---------- Data for processing ----------
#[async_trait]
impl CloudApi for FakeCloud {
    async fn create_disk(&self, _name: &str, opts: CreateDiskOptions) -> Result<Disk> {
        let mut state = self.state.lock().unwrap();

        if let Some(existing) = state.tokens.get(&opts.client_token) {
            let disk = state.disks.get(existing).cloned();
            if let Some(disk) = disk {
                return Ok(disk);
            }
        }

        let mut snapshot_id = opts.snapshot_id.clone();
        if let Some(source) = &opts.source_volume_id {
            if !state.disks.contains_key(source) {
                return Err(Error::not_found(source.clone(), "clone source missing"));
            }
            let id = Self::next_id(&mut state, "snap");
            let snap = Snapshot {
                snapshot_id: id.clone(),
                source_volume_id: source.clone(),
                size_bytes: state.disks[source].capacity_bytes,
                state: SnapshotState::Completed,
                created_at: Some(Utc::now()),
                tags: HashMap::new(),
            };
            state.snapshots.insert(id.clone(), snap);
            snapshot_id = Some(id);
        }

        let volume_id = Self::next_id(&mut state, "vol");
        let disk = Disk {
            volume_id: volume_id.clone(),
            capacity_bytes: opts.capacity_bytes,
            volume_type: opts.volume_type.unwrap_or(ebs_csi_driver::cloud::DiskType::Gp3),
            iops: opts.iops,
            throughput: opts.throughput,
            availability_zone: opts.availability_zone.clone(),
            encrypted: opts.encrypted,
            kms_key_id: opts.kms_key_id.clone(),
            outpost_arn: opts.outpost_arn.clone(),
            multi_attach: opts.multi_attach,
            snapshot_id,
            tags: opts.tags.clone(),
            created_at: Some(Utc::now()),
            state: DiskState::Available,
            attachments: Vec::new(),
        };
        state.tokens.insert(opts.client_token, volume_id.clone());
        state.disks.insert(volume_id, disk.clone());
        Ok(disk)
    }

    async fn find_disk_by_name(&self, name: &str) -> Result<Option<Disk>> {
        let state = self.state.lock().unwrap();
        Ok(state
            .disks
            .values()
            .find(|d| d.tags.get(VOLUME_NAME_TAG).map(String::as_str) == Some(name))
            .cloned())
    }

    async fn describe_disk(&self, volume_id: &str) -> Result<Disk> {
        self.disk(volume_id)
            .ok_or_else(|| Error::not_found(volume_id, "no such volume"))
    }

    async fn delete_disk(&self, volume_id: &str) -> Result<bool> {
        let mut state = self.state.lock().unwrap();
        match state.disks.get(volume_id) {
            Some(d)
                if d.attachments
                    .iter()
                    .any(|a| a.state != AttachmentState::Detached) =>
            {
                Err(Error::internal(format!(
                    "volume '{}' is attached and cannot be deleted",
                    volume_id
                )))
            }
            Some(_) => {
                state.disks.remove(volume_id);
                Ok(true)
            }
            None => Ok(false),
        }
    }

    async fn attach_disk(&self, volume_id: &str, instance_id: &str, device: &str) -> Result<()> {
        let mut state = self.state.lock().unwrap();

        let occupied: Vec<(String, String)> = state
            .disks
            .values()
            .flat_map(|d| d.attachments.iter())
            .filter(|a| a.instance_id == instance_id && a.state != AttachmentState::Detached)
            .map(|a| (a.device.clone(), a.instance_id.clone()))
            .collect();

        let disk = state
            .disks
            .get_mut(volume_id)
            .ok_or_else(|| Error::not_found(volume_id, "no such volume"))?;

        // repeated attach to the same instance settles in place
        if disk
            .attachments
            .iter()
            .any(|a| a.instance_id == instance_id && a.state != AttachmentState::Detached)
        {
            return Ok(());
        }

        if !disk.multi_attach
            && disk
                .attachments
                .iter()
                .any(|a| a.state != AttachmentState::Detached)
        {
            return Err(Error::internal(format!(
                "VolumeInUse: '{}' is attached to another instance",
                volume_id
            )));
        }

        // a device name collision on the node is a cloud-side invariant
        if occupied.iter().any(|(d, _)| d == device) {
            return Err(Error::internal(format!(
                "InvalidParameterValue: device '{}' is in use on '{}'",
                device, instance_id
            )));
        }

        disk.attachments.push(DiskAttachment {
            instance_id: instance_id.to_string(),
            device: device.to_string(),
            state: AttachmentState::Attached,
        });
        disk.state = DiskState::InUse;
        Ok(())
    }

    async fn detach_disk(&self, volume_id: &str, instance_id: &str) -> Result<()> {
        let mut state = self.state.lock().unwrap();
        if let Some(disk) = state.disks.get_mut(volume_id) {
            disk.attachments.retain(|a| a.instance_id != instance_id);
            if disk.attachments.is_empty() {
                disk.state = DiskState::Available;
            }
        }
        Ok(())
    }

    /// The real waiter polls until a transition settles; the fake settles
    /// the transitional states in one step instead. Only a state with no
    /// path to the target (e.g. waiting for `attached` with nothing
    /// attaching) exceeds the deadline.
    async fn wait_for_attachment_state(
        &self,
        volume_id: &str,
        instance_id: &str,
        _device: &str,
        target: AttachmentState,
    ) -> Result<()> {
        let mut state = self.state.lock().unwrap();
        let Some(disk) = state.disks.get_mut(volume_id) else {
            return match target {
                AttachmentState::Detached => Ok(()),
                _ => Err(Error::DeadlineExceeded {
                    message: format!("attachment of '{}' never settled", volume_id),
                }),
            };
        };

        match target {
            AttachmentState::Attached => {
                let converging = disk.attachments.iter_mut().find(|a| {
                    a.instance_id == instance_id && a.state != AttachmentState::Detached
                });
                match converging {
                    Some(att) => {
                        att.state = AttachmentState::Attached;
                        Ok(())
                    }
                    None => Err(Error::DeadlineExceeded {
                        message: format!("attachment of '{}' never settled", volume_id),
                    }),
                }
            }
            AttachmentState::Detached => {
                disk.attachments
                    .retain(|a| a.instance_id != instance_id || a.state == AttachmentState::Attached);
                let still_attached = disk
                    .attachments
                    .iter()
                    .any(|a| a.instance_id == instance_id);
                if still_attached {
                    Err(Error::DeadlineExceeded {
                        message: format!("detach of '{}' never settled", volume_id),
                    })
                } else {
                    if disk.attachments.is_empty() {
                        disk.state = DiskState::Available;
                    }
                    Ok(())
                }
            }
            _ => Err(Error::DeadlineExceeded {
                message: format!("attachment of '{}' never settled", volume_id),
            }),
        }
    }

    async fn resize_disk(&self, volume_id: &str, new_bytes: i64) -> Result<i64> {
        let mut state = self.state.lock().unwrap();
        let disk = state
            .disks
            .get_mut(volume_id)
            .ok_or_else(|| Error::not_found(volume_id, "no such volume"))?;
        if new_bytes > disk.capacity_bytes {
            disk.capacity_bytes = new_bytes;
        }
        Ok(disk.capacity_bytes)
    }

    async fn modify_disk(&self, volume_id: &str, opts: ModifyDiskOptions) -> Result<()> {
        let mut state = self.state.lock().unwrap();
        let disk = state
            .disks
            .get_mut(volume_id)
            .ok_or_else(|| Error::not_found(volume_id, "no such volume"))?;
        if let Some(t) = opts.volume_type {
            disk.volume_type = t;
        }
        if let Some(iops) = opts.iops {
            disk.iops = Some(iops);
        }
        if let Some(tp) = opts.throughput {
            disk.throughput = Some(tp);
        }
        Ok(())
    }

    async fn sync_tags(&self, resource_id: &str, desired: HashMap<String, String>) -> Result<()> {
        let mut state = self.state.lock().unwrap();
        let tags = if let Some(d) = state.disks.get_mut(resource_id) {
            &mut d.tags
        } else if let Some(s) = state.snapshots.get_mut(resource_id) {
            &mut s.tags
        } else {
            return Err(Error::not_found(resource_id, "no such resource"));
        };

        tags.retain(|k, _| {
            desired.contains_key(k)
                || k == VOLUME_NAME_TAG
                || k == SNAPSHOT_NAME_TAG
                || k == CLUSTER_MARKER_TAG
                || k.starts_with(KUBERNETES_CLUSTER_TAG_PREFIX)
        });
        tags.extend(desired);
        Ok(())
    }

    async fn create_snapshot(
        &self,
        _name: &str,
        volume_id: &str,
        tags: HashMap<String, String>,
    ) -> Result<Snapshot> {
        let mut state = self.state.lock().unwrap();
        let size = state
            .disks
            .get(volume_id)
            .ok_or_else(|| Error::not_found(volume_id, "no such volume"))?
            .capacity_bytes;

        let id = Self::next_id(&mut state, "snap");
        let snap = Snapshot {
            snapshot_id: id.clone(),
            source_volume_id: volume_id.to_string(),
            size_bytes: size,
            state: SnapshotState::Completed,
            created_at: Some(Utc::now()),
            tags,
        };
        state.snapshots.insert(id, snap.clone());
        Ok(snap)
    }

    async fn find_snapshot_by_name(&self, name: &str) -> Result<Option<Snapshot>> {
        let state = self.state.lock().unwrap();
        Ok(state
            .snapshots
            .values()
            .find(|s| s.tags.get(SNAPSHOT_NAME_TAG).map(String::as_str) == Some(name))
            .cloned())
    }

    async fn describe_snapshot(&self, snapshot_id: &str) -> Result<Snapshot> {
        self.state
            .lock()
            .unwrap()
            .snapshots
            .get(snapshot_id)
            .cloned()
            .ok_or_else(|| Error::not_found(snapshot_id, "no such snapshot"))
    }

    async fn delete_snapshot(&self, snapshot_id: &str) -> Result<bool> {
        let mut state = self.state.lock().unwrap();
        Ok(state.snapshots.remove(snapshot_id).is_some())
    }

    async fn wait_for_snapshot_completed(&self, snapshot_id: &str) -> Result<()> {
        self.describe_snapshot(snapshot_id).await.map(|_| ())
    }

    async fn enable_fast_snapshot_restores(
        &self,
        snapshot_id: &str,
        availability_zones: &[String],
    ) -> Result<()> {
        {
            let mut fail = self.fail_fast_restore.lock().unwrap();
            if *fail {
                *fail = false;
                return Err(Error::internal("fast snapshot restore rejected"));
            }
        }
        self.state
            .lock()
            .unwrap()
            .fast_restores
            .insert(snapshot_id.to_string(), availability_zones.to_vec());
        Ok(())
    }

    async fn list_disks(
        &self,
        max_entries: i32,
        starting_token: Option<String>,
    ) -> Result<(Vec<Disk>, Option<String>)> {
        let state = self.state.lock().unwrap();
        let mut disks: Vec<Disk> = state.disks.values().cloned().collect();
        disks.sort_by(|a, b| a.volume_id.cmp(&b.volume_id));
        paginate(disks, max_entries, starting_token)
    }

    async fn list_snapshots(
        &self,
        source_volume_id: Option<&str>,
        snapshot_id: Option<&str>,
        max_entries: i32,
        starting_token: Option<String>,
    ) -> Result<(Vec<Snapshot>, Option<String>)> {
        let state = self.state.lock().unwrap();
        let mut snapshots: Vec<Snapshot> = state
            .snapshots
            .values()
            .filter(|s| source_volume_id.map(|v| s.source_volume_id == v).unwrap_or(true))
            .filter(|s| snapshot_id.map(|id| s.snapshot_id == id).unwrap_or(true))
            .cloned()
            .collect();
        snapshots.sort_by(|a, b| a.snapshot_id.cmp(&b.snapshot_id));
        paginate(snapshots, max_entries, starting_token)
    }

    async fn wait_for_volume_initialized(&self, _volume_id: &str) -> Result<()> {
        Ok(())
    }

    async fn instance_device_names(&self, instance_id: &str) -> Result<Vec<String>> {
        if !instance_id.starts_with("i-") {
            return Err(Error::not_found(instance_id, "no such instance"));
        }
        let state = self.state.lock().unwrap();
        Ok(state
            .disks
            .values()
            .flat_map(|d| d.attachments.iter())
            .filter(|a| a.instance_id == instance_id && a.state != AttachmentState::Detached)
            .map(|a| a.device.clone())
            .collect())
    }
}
----------
- [Directions for this task]
From the entries above, extract every line where the word "return" appears.

- [Result for this task]
                return Ok(disk);
                return Err(Error::not_found(source.clone(), "clone source missing"));
            return Ok(());
            return Err(Error::internal(format!(
            return Err(Error::internal(format!(
            return match target {
            return Err(Error::not_found(resource_id, "no such resource"));
                return Err(Error::internal("fast snapshot restore rejected"));
            return Err(Error::not_found(instance_id, "no such instance"));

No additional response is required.